**WORK TASK**
Go through the entries below from the first line and output each one exactly, up to and including the line with "the per-offering accessibility".

**DATA SUPPLIED**
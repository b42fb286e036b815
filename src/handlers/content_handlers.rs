//! HTTP handlers for content items: authoring (multipart upload), edits,
//! payload and transcript downloads, and the per-offering accessibility
//! dashboard. Storage and enrichment concerns live in `ContentService`.

use crate::{
    errors::AppError,
    models::content::{Content, ContentKind},
    services::{AppState, content_service::UpdateContent},
};
use axum::{
    Json,
    body::Body,
    extract::{Multipart, Path, State},
    http::{HeaderValue, StatusCode, header},
    response::{IntoResponse, Response},
};
use bytes::Bytes;
use std::io;
use tokio_util::io::ReaderStream;
use uuid::Uuid;

use crate::services::content_service::NewContent;
use crate::services::enrichment_service::infer_mime_type;

/// POST `/modules/{module_id}/content` — author a content item.
///
/// Multipart form: `title` (required), `kind` (required), optional `body`,
/// `video_url`, `position`, and one optional `file` part carrying the
/// payload. Enrichment for uploaded payloads is scheduled after the insert
/// commits; the response does not wait for it.
pub async fn upload_content(
    State(state): State<AppState>,
    Path(module_id): Path<Uuid>,
    mut multipart: Multipart,
) -> Result<impl IntoResponse, AppError> {
    let mut title: Option<String> = None;
    let mut kind: Option<ContentKind> = None;
    let mut body: Option<String> = None;
    let mut video_url: Option<String> = None;
    let mut position: i64 = 0;
    let mut upload: Option<(String, Bytes)> = None;

    while let Some(field) = multipart
        .next_field()
        .await
        .map_err(|err| AppError::bad_request(format!("invalid multipart body: {}", err)))?
    {
        match field.name().unwrap_or_default() {
            "title" => title = Some(read_text(field).await?),
            "kind" => {
                let raw = read_text(field).await?;
                kind = Some(raw.parse().map_err(AppError::bad_request)?);
            }
            "body" => body = Some(read_text(field).await?),
            "video_url" => video_url = Some(read_text(field).await?),
            "position" => {
                let raw = read_text(field).await?;
                position = raw
                    .parse()
                    .map_err(|_| AppError::bad_request(format!("invalid position `{}`", raw)))?;
            }
            "file" => {
                let file_name = field
                    .file_name()
                    .map(str::to_string)
                    .unwrap_or_else(|| "upload".to_string());
                let bytes = field.bytes().await.map_err(|err| {
                    AppError::bad_request(format!("could not read file part: {}", err))
                })?;
                upload = Some((file_name, bytes));
            }
            other => {
                return Err(AppError::bad_request(format!(
                    "unexpected multipart field `{}`",
                    other
                )));
            }
        }
    }

    let title = title.ok_or_else(|| AppError::bad_request("missing `title` field"))?;
    let kind = kind.ok_or_else(|| AppError::bad_request("missing `kind` field"))?;

    let new = NewContent {
        title,
        kind,
        body,
        video_url,
        position,
    };

    let upload_stream = upload.map(|(file_name, bytes)| {
        let stream = futures::stream::once(async move { Ok::<_, io::Error>(bytes) });
        (file_name, stream)
    });

    let record = state.content.create_content(module_id, new, upload_stream).await?;
    Ok((StatusCode::CREATED, Json(record)))
}

/// GET `/content/{id}`
pub async fn get_content(
    State(state): State<AppState>,
    Path(content_id): Path<Uuid>,
) -> Result<Json<Content>, AppError> {
    Ok(Json(state.content.get_content(content_id).await?))
}

/// GET `/modules/{module_id}/content` — list module content by position.
pub async fn list_module_content(
    State(state): State<AppState>,
    Path(module_id): Path<Uuid>,
) -> Result<Json<Vec<Content>>, AppError> {
    Ok(Json(state.content.list_module_content(module_id).await?))
}

/// PATCH `/content/{id}` — partial edit; enrichment fields are untouchable.
pub async fn update_content(
    State(state): State<AppState>,
    Path(content_id): Path<Uuid>,
    Json(update): Json<UpdateContent>,
) -> Result<Json<Content>, AppError> {
    Ok(Json(state.content.update_content(content_id, update).await?))
}

/// DELETE `/content/{id}`
pub async fn delete_content(
    State(state): State<AppState>,
    Path(content_id): Path<Uuid>,
) -> Result<impl IntoResponse, AppError> {
    state.content.delete_content(content_id).await?;
    Ok(StatusCode::NO_CONTENT)
}

/// PUT `/content/{id}/file` — replace the uploaded payload.
///
/// Multipart form with a single `file` part. Enrichment fields are left
/// untouched; the hook fires at creation time only.
pub async fn replace_payload(
    State(state): State<AppState>,
    Path(content_id): Path<Uuid>,
    mut multipart: Multipart,
) -> Result<Json<Content>, AppError> {
    let mut upload: Option<(String, Bytes)> = None;

    while let Some(field) = multipart
        .next_field()
        .await
        .map_err(|err| AppError::bad_request(format!("invalid multipart body: {}", err)))?
    {
        match field.name().unwrap_or_default() {
            "file" => {
                let file_name = field
                    .file_name()
                    .map(str::to_string)
                    .unwrap_or_else(|| "upload".to_string());
                let bytes = field.bytes().await.map_err(|err| {
                    AppError::bad_request(format!("could not read file part: {}", err))
                })?;
                upload = Some((file_name, bytes));
            }
            other => {
                return Err(AppError::bad_request(format!(
                    "unexpected multipart field `{}`",
                    other
                )));
            }
        }
    }

    let (file_name, bytes) =
        upload.ok_or_else(|| AppError::bad_request("missing `file` part"))?;
    let stream = futures::stream::once(async move { Ok::<_, io::Error>(bytes) });

    let record = state
        .content
        .replace_payload(content_id, file_name, stream)
        .await?;
    Ok(Json(record))
}

/// GET `/content/{id}/file` — stream the stored payload back.
pub async fn download_payload(
    State(state): State<AppState>,
    Path(content_id): Path<Uuid>,
) -> Result<Response, AppError> {
    let (record, file) = state.content.payload_reader(content_id).await?;
    let file_name = record.file_name.as_deref().unwrap_or("upload");

    let stream = ReaderStream::new(file);
    let mut response = Response::new(Body::from_stream(stream));
    response.headers_mut().insert(
        header::CONTENT_TYPE,
        HeaderValue::from_static(infer_mime_type(file_name)),
    );
    set_attachment_header(&mut response, file_name);
    Ok(response)
}

/// GET `/content/{id}/transcript` — accessibility text as a plain-text
/// attachment; a fixed placeholder sentence when none exists yet.
pub async fn download_transcript(
    State(state): State<AppState>,
    Path(content_id): Path<Uuid>,
) -> Result<Response, AppError> {
    let (file_name, text) = state.content.transcript(content_id).await?;

    let mut response = Response::new(Body::from(text));
    response.headers_mut().insert(
        header::CONTENT_TYPE,
        HeaderValue::from_static("text/plain; charset=utf-8"),
    );
    set_attachment_header(&mut response, &file_name);
    Ok(response)
}

/// GET `/offerings/{id}/accessibility` — coverage report.
pub async fn accessibility_dashboard(
    State(state): State<AppState>,
    Path(offering_id): Path<Uuid>,
) -> Result<impl IntoResponse, AppError> {
    Ok(Json(state.content.accessibility_report(offering_id).await?))
}

/// POST `/offerings/{id}/accessibility/reprocess` — re-run enrichment for
/// IMAGE/FILE items still lacking text; reports counts.
pub async fn reprocess_pending(
    State(state): State<AppState>,
    Path(offering_id): Path<Uuid>,
) -> Result<impl IntoResponse, AppError> {
    Ok(Json(state.content.reprocess_pending(offering_id).await?))
}

async fn read_text(field: axum::extract::multipart::Field<'_>) -> Result<String, AppError> {
    field
        .text()
        .await
        .map_err(|err| AppError::bad_request(format!("invalid field value: {}", err)))
}

fn set_attachment_header(response: &mut Response, file_name: &str) {
    let disposition = format!("attachment; filename=\"{}\"", file_name.replace('"', ""));
    if let Ok(value) = HeaderValue::from_str(&disposition) {
        response
            .headers_mut()
            .insert(header::CONTENT_DISPOSITION, value);
    }
}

**RESPONSE AREA**
repository b42fb286e036b815
filename src/handlers/content_handlers.rs
//! HTTP handlers for content items: authoring (multipart upload), edits,
//! payload and transcript downloads, and the per-offering accessibility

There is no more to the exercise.